Tenho um colega na escola que o seu pai também tem uma espécie de lençol na cabeça e veste todos aqueles trapos estranhos. Até a pele é mais escura do que a minha, a quem todos chamam de nomes feios e depois riem-se. Mas eu gosto dele, é um menino como eu. Dizem que o seu pai é um terrorista, é um homem mau como aqueles que mataram o meu pai, mas o menino, quando olho para ele é igual a mim. Temos a mesma altura, temos olhos, um nariz, uma boca, o cabelo é mais escuro que o meu, tem a pele também mais escura, mas é igualzinho a mim, e eu gosto dele porque não é mau.

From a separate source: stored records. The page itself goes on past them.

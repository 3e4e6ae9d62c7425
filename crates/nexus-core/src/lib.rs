//! # nexus-core
//!
//! Core types, traits, and primitives for the Nexus context broker and
//! autonomy engine. This crate defines the shared vocabulary used by every
//! other crate in the workspace: the error taxonomy, the data model, and the
//! seams where external collaborators (context providers, action executors)
//! plug in.

pub mod action;
pub mod context;
pub mod error;
pub mod event;
pub mod policy;
pub mod time;
pub mod types;

pub use action::{
    ActionExecutor, ActionFailure, ActionReport, ActionState, Decision, DecisionOutcome,
    ProposedAction, RiskFactor, RollbackOutcome, StateTransition,
};
pub use context::{
    ContextFilters, ContextProvider, ContextRecord, ContextRequest, ContextResponse,
    ProviderDescriptor,
};
pub use error::{NexusError, Result};
pub use event::{Event, EventBus};
pub use policy::{PermissionRule, PolicyOverride, RateLimit, RuleConditions, WILDCARD};
pub use time::{MAX_SPAN_SECS, add_span, span_secs, sub_span};
pub use types::*;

Brincamos às escondidas, atira bem ao cesto, gosta dos Knicks como eu e adora gelado. E quando o pai dele o vem buscar, sorri para ele, como o meu pai o faz para mim quando chego ao meu quarto. Mas o menino tem algo que eu não e que invejo. O seu pai abraça-o e eu continuo à espera que o meu saia da foto e venha abraçar-me ou mesmo ver os meus jogos de Basket, as peças de teatro que faço na escola, comermos gelado no senhor Burns, junto à minha escola, onde o de chocolate é óptimo.
No outro dia a minha mãe levou-me até aquele muro onde estão as fotos de todos os que morreram com o meu pai, e reparei que nas fotos, todos estão a sorrir, como o meu pai. Nesse dia levei uma flor, branca, muito bonita e coloquei junto à foto do meu pai, onde ele sorri junto a uma árvore, no Central Park, conta a minha mãe. E coloquei, junto com a flor, uma carta que lhe escrevi. 3 Páginas, e todas com a mesma frase… mas não da mesma forma que a senhora Arrows, a professora da escola, nos obriga a fazer quando erramos alguma coisa, mas sim a única frase que me apeteceu escrever ao meu pai, e repeti-la para que ele possa entender-me:
Papá, tenho muitas saudades tuas, apesar de não te conhecer, quero que voltes porque eu amo-te muito.”
in algures numa carta num mural de saudade do 11 de Setembro de 2001.